Coerenza, segmentazione e brand stretching

«La marca commerciale ha buone opportunità di sviluppo nel nostro paese», ha convenuto Guido Cristini, ordinario di marketing presso l’Università di Parma, «a patto che le imprese distributive attuino strategie che la vedano protagonista», considerando che è ancora all’inizio del suo ciclo di sviluppo in Italia, poiché, in un confronto a livello internazonale, il suo posizionamento di prezzo è mediamente è più basso del 18-20% di quello delle marche industriali. In Gran Bretagna, dove è ben più affermata, la forbice che la divide dalla marca industriale è di appena il 10%, tanto che un retailer evoluto come Tesco, per farsi scegliere dalla clientela evidenzia i plus della sua private label rispetto a quella del competitor Sainsbury’s, senza minimamente prendere in considerazione i prodotti di marca industriale. Cristini ha sostenuto anche che lo sviluppo della marca commerciale è sì favorito dalle sollecitazioni che arrivano dal consumatore, ma lo è ancor di più dal grado di concentrazione della distribuzione. Concentrazione tuttora in fieri in Italia. Altro significativo indice delle potenzialità ancora inespresse in Italia è l’ampia variabilità della quota di mercato nelle diverse regioni come già anticipato da Marzoli.
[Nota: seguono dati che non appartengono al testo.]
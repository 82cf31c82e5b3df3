//! Builder for [`RelayService`]

use std::sync::Arc;

use vanish_core::{IdentityRegistry, ManualTimeSource, RelayConfig, RelayResult, TimeSource};

use crate::service::RelayService;

/// Builder for configuring and creating a relay service
pub struct RelayBuilder {
    config: RelayConfig,
    time_source: Option<Arc<dyn TimeSource>>,
}

impl RelayBuilder {
    /// Create a builder with default configuration and the wall clock
    pub fn new() -> Self {
        Self {
            config: RelayConfig::default(),
            time_source: None,
        }
    }

    /// Set the relay configuration
    pub fn config(mut self, config: RelayConfig) -> Self {
        self.config = config;
        self
    }

    /// Inject a clock
    pub fn time_source(mut self, time_source: Arc<dyn TimeSource>) -> Self {
        self.time_source = Some(time_source);
        self
    }

    /// Validate the configuration and build the service
    pub fn build(self) -> RelayResult<RelayService> {
        let registry = match self.time_source {
            Some(time_source) => IdentityRegistry::with_time_source(self.config, time_source)?,
            None => IdentityRegistry::new(self.config)?,
        };
        Ok(RelayService::from_parts(Arc::new(registry)))
    }
}

impl Default for RelayBuilder {
    fn default() -> Self {
        Self::new()
    }
}

/// Build a service with test configuration driven by `clock`
pub fn build_test_service(clock: &ManualTimeSource) -> RelayService {
    RelayBuilder::new()
        .config(RelayConfig::testing())
        .time_source(Arc::new(clock.clone()))
        .build()
        .expect("testing config is valid")
}
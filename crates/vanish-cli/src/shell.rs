//! Interactive console standing in for the HTTP transport
//!
//! Each local session is a separate anonymous identity on the relay, so a
//! single console can play several participants and switch between them.

use std::collections::BTreeMap;
use std::io::Write;
use std::sync::Arc;

use thiserror::Error;
use tokio::io::{AsyncBufReadExt, BufReader};
use tokio::sync::broadcast::error::RecvError;
use tracing::{debug, warn};
use vanish_core::{FetchedMessage, MessageContent, MessageRecord, RelayError, SessionToken};
use vanish_runtime::RelayService;

use crate::config::ConsoleConfig;

// ----------------------------------------------------------------------------
// Command Parsing
// ----------------------------------------------------------------------------

/// A single console command
#[derive(Debug, Clone, PartialEq, Eq)]
pub enum ShellCommand {
    Join(String),
    Switch(String),
    Send {
        recipient: Option<String>,
        text: String,
    },
    Fetch,
    Leave,
    Who,
    Sessions,
    Stats,
    Wipe,
    Help,
    Quit,
}

#[derive(Debug, Clone, PartialEq, Eq, Error)]
pub enum CommandParseError {
    #[error("unknown command: /{0}")]
    UnknownCommand(String),

    #[error("usage: {0}")]
    Usage(&'static str),
}

impl ShellCommand {
    /// Parse one input line; blank lines yield `None`
    ///
    /// A line without a leading `/` is a broadcast message.
    pub fn parse(line: &str) -> Result<Option<Self>, CommandParseError> {
        let line = line.trim();
        if line.is_empty() {
            return Ok(None);
        }
        let Some(body) = line.strip_prefix('/') else {
            return Ok(Some(ShellCommand::Send {
                recipient: None,
                text: line.to_string(),
            }));
        };

        let (name, rest) = match body.split_once(char::is_whitespace) {
            Some((name, rest)) => (name, rest.trim()),
            None => (body, ""),
        };

        let command = match name.to_lowercase().as_str() {
            "join" => ShellCommand::Join(require_arg(rest, "/join <username>")?),
            "switch" | "as" => ShellCommand::Switch(require_arg(rest, "/switch <username>")?),
            "send" => parse_send(rest)?,
            "fetch" | "inbox" => ShellCommand::Fetch,
            "leave" => ShellCommand::Leave,
            "who" | "users" => ShellCommand::Who,
            "sessions" => ShellCommand::Sessions,
            "stats" => ShellCommand::Stats,
            "wipe" => ShellCommand::Wipe,
            "help" | "?" => ShellCommand::Help,
            "quit" | "exit" => ShellCommand::Quit,
            other => return Err(CommandParseError::UnknownCommand(other.to_string())),
        };
        Ok(Some(command))
    }
}

fn require_arg(rest: &str, usage: &'static str) -> Result<String, CommandParseError> {
    if rest.is_empty() {
        Err(CommandParseError::Usage(usage))
    } else {
        Ok(rest.to_string())
    }
}

fn parse_send(rest: &str) -> Result<ShellCommand, CommandParseError> {
    const USAGE: &str = "/send [@username] <message>";
    if let Some(addressed) = rest.strip_prefix('@') {
        let (recipient, text) = addressed
            .split_once(char::is_whitespace)
            .ok_or(CommandParseError::Usage(USAGE))?;
        let text = text.trim();
        if recipient.is_empty() || text.is_empty() {
            return Err(CommandParseError::Usage(USAGE));
        }
        return Ok(ShellCommand::Send {
            recipient: Some(recipient.to_string()),
            text: text.to_string(),
        });
    }
    Ok(ShellCommand::Send {
        recipient: None,
        text: require_arg(rest, USAGE)?,
    })
}

const HELP: &str = "\
commands:
  /join <username>            create an anonymous identity and switch to it
  /switch <username>          act as another local identity
  /send [@username] <text>    send a message (plain text also broadcasts)
  /fetch                      read your messages
  /leave                      erase the current identity
  /who                        list active usernames
  /sessions                   list local identities
  /stats                      relay counters
  /wipe                       erase every identity on the relay
  /quit                       exit";

// ----------------------------------------------------------------------------
// Shell
// ----------------------------------------------------------------------------

/// Whether the shell keeps reading input after a command
#[derive(Debug, Clone, Copy, PartialEq, Eq)]
pub enum Flow {
    Continue,
    Quit,
}

/// Console state: local sessions plus the one currently in use
pub struct Shell {
    service: Arc<RelayService>,
    config: ConsoleConfig,
    sessions: BTreeMap<String, SessionToken>,
    active: Option<String>,
}

impl Shell {
    pub fn new(service: Arc<RelayService>, config: ConsoleConfig) -> Self {
        Self {
            service,
            config,
            sessions: BTreeMap::new(),
            active: None,
        }
    }

    /// Username of the local identity in use
    pub fn active(&self) -> Option<&str> {
        self.active.as_deref()
    }

    /// Run one command, returning the lines to print
    pub fn execute(&mut self, command: ShellCommand) -> (Flow, Vec<String>) {
        let mut out = Vec::new();
        let flow = match command {
            ShellCommand::Quit => Flow::Quit,
            ShellCommand::Help => {
                out.push(HELP.to_string());
                Flow::Continue
            }
            ShellCommand::Join(username) => {
                match self.service.join(&username) {
                    Ok(receipt) => {
                        out.push(format!(
                            "joined as {} (handle {})",
                            receipt.username, receipt.identity_handle
                        ));
                        self.active = Some(receipt.username.clone());
                        self.sessions.insert(receipt.username, receipt.session_token);
                    }
                    Err(err) => out.push(render_error(&err)),
                }
                Flow::Continue
            }
            ShellCommand::Switch(username) => {
                let found = self
                    .sessions
                    .keys()
                    .find(|name| name.to_lowercase() == username.to_lowercase())
                    .cloned();
                match found {
                    Some(name) => {
                        out.push(format!("now acting as {}", name));
                        self.active = Some(name);
                    }
                    None => out.push(format!("no local session for {}", username)),
                }
                Flow::Continue
            }
            ShellCommand::Sessions => {
                if self.sessions.is_empty() {
                    out.push("no local sessions".to_string());
                }
                for name in self.sessions.keys() {
                    let marker = if self.active.as_deref() == Some(name.as_str()) {
                        "*"
                    } else {
                        " "
                    };
                    out.push(format!("{} {}", marker, name));
                }
                Flow::Continue
            }
            ShellCommand::Send { recipient, text } => {
                if let Some(token) = self.require_session(&mut out) {
                    match self
                        .service
                        .send_message(&token, &text, recipient.as_deref())
                    {
                        Ok(id) => out.push(format!("sent {}", id)),
                        Err(err) => self.report(err, &mut out),
                    }
                }
                Flow::Continue
            }
            ShellCommand::Fetch => {
                if let Some(token) = self.require_session(&mut out) {
                    match self.service.fetch_messages(&token) {
                        Ok(messages) if messages.is_empty() => out.push("no messages".to_string()),
                        Ok(messages) => out.extend(messages.iter().map(render_message)),
                        Err(err) => self.report(err, &mut out),
                    }
                }
                Flow::Continue
            }
            ShellCommand::Leave => {
                if let Some(token) = self.require_session(&mut out) {
                    match self.service.leave(&token) {
                        Ok(()) => {
                            out.push("identity erased".to_string());
                            self.forget_active();
                        }
                        Err(err) => self.report(err, &mut out),
                    }
                }
                Flow::Continue
            }
            ShellCommand::Who => {
                match self.service.list_usernames() {
                    Ok(names) if names.is_empty() => out.push("nobody is here".to_string()),
                    Ok(names) => out.push(names.join(", ")),
                    Err(err) => out.push(render_error(&err)),
                }
                Flow::Continue
            }
            ShellCommand::Stats => {
                match self.service.stats() {
                    Ok(stats) => out.push(format!(
                        "identities={} sessions={} keys={} cached_messages={} sweeps={}",
                        stats.identities,
                        stats.sessions,
                        stats.keys,
                        stats.cached_messages,
                        self.service
                            .reaper_sweeps()
                            .map_or_else(|| "-".to_string(), |n| n.to_string()),
                    )),
                    Err(err) => out.push(render_error(&err)),
                }
                Flow::Continue
            }
            ShellCommand::Wipe => {
                match self.service.wipe() {
                    Ok(count) => {
                        out.push(format!("erased {} identities", count));
                        self.sessions.clear();
                        self.active = None;
                    }
                    Err(err) => out.push(render_error(&err)),
                }
                Flow::Continue
            }
        };
        (flow, out)
    }

    fn require_session(&self, out: &mut Vec<String>) -> Option<SessionToken> {
        let token = self
            .active
            .as_ref()
            .and_then(|name| self.sessions.get(name))
            .cloned();
        if token.is_none() {
            out.push("no active session, /join first".to_string());
        }
        token
    }

    /// Print an error; a dead session is dropped locally
    fn report(&mut self, err: RelayError, out: &mut Vec<String>) {
        out.push(render_error(&err));
        if err == RelayError::InvalidSession {
            self.forget_active();
        }
    }

    fn forget_active(&mut self) {
        if let Some(name) = self.active.take() {
            self.sessions.remove(&name);
        }
    }

    /// Read commands from stdin until `/quit` or end of input
    pub async fn run(mut self) -> anyhow::Result<()> {
        let mut lines = BufReader::new(tokio::io::stdin()).lines();
        let mut events = self.service.subscribe();
        let mut listening = self.config.show_broadcasts;

        println!("{}", HELP);
        loop {
            self.prompt()?;
            tokio::select! {
                line = lines.next_line() => {
                    let Some(line) = line? else {
                        debug!("Input closed");
                        break;
                    };
                    let command = match ShellCommand::parse(&line) {
                        Ok(Some(command)) => command,
                        Ok(None) => continue,
                        Err(err) => {
                            println!("{}", err);
                            continue;
                        }
                    };
                    let (flow, output) = self.execute(command);
                    for line in output {
                        println!("{}", line);
                    }
                    if flow == Flow::Quit {
                        break;
                    }
                }
                event = events.recv(), if listening => {
                    match event {
                        Ok(record) => println!("\r{}", render_event(&record)),
                        Err(RecvError::Lagged(skipped)) => {
                            warn!("Broadcast listener lagged, skipped {} events", skipped);
                        }
                        Err(RecvError::Closed) => listening = false,
                    }
                }
            }
        }
        Ok(())
    }

    fn prompt(&self) -> std::io::Result<()> {
        let mut stdout = std::io::stdout();
        match &self.active {
            Some(name) => write!(stdout, "[{}] {}", name, self.config.prompt)?,
            None => write!(stdout, "{}", self.config.prompt)?,
        }
        stdout.flush()
    }
}

// ----------------------------------------------------------------------------
// Rendering
// ----------------------------------------------------------------------------

fn render_error(err: &RelayError) -> String {
    format!("error {}: {}", err.status_code(), err)
}

fn render_message(message: &FetchedMessage) -> String {
    let body = match &message.content {
        MessageContent::Plaintext(text) => text.as_str(),
        MessageContent::Undecryptable => "<undecryptable>",
    };
    format!(
        "[{}] {} -> {}: {}",
        message.timestamp.as_millis(),
        message.sender_username,
        message.recipient,
        body
    )
}

fn render_event(record: &MessageRecord) -> String {
    format!(
        "* {} -> {}: {} encrypted bytes",
        record.sender_username,
        record.recipient,
        record.ciphertext.len()
    )
}
//! Session lifecycle tests
//!
//! End-to-end flows through the registry, router and reaper, including
//! concurrent joins and sends racing with erasure.

use std::sync::{Arc, Barrier};
use std::thread;
use std::time::Duration;

use vanish_core::*;

// ----------------------------------------------------------------------------
// Helpers
// ----------------------------------------------------------------------------

fn create_router() -> (MessageRouter, ManualTimeSource) {
    let clock = ManualTimeSource::new_at(1_700_000_000_000);
    let registry = Arc::new(
        IdentityRegistry::with_time_source(RelayConfig::default(), Arc::new(clock.clone()))
            .expect("default config is valid"),
    );
    (MessageRouter::without_transport(registry), clock)
}

fn assert_fully_erased(router: &MessageRouter, token: &SessionToken) {
    let registry = router.registry();
    assert_eq!(registry.resolve(token), Err(RelayError::InvalidSession));
    assert_eq!(registry.touch(token), Err(RelayError::InvalidSession));
    assert_eq!(
        router.fetch_messages(token).unwrap_err(),
        RelayError::InvalidSession
    );
    let oversized = "x".repeat(registry.config().max_message_bytes + 1);
    for body in ["still here?", "", oversized.as_str()] {
        assert_eq!(
            router
                .send_message(token, body, Recipient::Broadcast)
                .unwrap_err(),
            RelayError::InvalidSession
        );
    }
}

// ----------------------------------------------------------------------------
// Scenarios
// ----------------------------------------------------------------------------

#[test]
fn test_join_send_fetch_leave_scenario() {
    let (router, _) = create_router();
    let registry = router.registry();

    let alice = registry.join("alice").unwrap();
    assert_eq!(
        registry.join("Alice").unwrap_err(),
        RelayError::username_taken("Alice")
    );

    let message_id = router
        .send_message(&alice.session_token, "hi", Recipient::parse(Some("all")))
        .unwrap();

    let messages = router.fetch_messages(&alice.session_token).unwrap();
    assert_eq!(messages.len(), 1);
    assert_eq!(messages[0].id, message_id);
    assert_eq!(messages[0].sender_username, "alice");
    assert_eq!(messages[0].content, MessageContent::Plaintext("hi".to_string()));

    registry.leave(&alice.session_token).unwrap();
    assert_fully_erased(&router, &alice.session_token);
    assert_eq!(registry.stats().unwrap(), RegistryStats::default());
}

#[test]
fn test_expiry_erases_like_leave() {
    let (router, clock) = create_router();
    let registry = router.registry().clone();
    let reaper = ExpiryReaper::new(registry.clone());

    let alice = registry.join("alice").unwrap();
    let bob = registry.join("bob").unwrap();
    router
        .send_message(&alice.session_token, "one", Recipient::Broadcast)
        .unwrap();
    router
        .send_message(&bob.session_token, "two", Recipient::Broadcast)
        .unwrap();

    clock.advance(Duration::from_secs(25 * 60));
    router.fetch_messages(&bob.session_token).unwrap();
    clock.advance(Duration::from_secs(10 * 60));

    assert_eq!(reaper.sweep().unwrap(), 1);
    assert_fully_erased(&router, &alice.session_token);
    assert_eq!(
        registry.stats().unwrap(),
        RegistryStats {
            identities: 1,
            sessions: 1,
            keys: 1,
            cached_messages: 1,
        }
    );
}

#[test]
fn test_messages_are_returned_in_arrival_order() {
    let (router, clock) = create_router();
    let alice = router.registry().join("alice").unwrap();

    for i in 0..5 {
        clock.advance(Duration::from_millis(10));
        router
            .send_message(&alice.session_token, &format!("msg {}", i), Recipient::Broadcast)
            .unwrap();
    }

    let messages = router.fetch_messages(&alice.session_token).unwrap();
    let texts: Vec<&str> = messages
        .iter()
        .filter_map(|m| m.content.as_plaintext())
        .collect();
    assert_eq!(texts, vec!["msg 0", "msg 1", "msg 2", "msg 3", "msg 4"]);
    assert!(messages.windows(2).all(|w| w[0].timestamp < w[1].timestamp));
}

// ----------------------------------------------------------------------------
// Concurrency
// ----------------------------------------------------------------------------

#[test]
fn test_concurrent_joins_admit_one_per_username() {
    let registry = Arc::new(IdentityRegistry::new(RelayConfig::default()).unwrap());
    let variants = ["alice", "Alice", "ALICE", "aLiCe", "alicE", "ALIce", "aliCE", "AlIcE"];
    let barrier = Arc::new(Barrier::new(variants.len()));

    let handles: Vec<_> = variants
        .iter()
        .map(|name| {
            let registry = registry.clone();
            let barrier = barrier.clone();
            let name = name.to_string();
            thread::spawn(move || {
                barrier.wait();
                registry.join(&name)
            })
        })
        .collect();

    let results: Vec<_> = handles.into_iter().map(|h| h.join().unwrap()).collect();
    let successes = results.iter().filter(|r| r.is_ok()).count();
    assert_eq!(successes, 1);
    assert!(results
        .iter()
        .filter_map(|r| r.as_ref().err())
        .all(|e| matches!(e, RelayError::UsernameTaken { .. })));
    assert_eq!(registry.stats().unwrap().identities, 1);
}

#[test]
fn test_sends_racing_with_leave_see_consistent_state() {
    let registry = Arc::new(IdentityRegistry::new(RelayConfig::default()).unwrap());
    let router = MessageRouter::without_transport(registry.clone());
    let alice = registry.join("alice").unwrap();
    let barrier = Arc::new(Barrier::new(5));

    let senders: Vec<_> = (0..4)
        .map(|_| {
            let router = router.clone();
            let barrier = barrier.clone();
            let token = alice.session_token;
            thread::spawn(move || {
                barrier.wait();
                (0..200)
                    .map(|i| router.send_message(&token, &format!("{}", i), Recipient::Broadcast))
                    .collect::<Vec<_>>()
            })
        })
        .collect();

    barrier.wait();
    registry.leave(&alice.session_token).unwrap();

    for sender in senders {
        for result in sender.join().unwrap() {
            match result {
                Ok(_) | Err(RelayError::InvalidSession) => {}
                Err(other) => panic!("unexpected send error: {:?}", other),
            }
        }
    }

    assert_eq!(registry.stats().unwrap(), RegistryStats::default());
}

#[test]
fn test_fetch_racing_with_sweep() {
    let clock = ManualTimeSource::new_at(0);
    let registry = Arc::new(
        IdentityRegistry::with_time_source(RelayConfig::default(), Arc::new(clock.clone()))
            .unwrap(),
    );
    let router = MessageRouter::without_transport(registry.clone());
    let reaper = ExpiryReaper::new(registry.clone());

    let alice = registry.join("alice").unwrap();
    router
        .send_message(&alice.session_token, "hello", Recipient::Broadcast)
        .unwrap();
    clock.advance(Duration::from_secs(31 * 60));

    let fetcher = {
        let router = router.clone();
        let token = alice.session_token;
        thread::spawn(move || router.fetch_messages(&token))
    };
    reaper.sweep().unwrap();

    match fetcher.join().unwrap() {
        // Fetch won the race: full, readable history and a refreshed session
        Ok(messages) => {
            assert_eq!(messages.len(), 1);
            assert_eq!(messages[0].content.as_plaintext(), Some("hello"));
        }
        Err(e) => assert_eq!(e, RelayError::InvalidSession),
    }
}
«Per farla crescere», ha quindi suggerito Cristini, «il retailer deve innanzitutto dotarsi di un business model e di un’organizzazione coerenti con la centralità che questo segmento d’offerta ha nella sua strategia. Deve quindi saper costruire l’architettura di ciascuna categoria merceologica, facendo scelte assortimentali, di pricing e di space allocation, come risulta evidente dal concomitante trend positivo di vendite dei prodotti sia premium e bio sia di primo prezzo».

In un’ottica di diversificazione dai diretti competitor, la segmentazione e i limiti del brand stretching nella marca del distributore sono altri due temi cruciali per la Gdo italiana. E, di rimando, possono rappresentare un’opportunità per i produttori per proporsi come copacker.

«Considerato che la mera presenza a scaffale di item private label non ne garantisce la vendita», ha puntualizzato Cristini, «il retailer è chiamato a sviluppare prodotti in grado d’intercettare l’attenzione del consumatore. In particolare di quel 20% di alto-acquirenti, che risiedono principalmente nel Nord Italia, hanno un diploma di scuola media o superiore, sono di classe medio-alta e fanno parte di un nucleo familiare composto da 4-5- persone, cui è riconducibile circa il 60% del business della marca commerciale.

Non basta più, quindi, che i prodotti PL siano convenienti e di qualità, ma devono anche essere sostenibili, considerato che la sensibilità ai temi ambientali ed etici è fortemente cresciuta».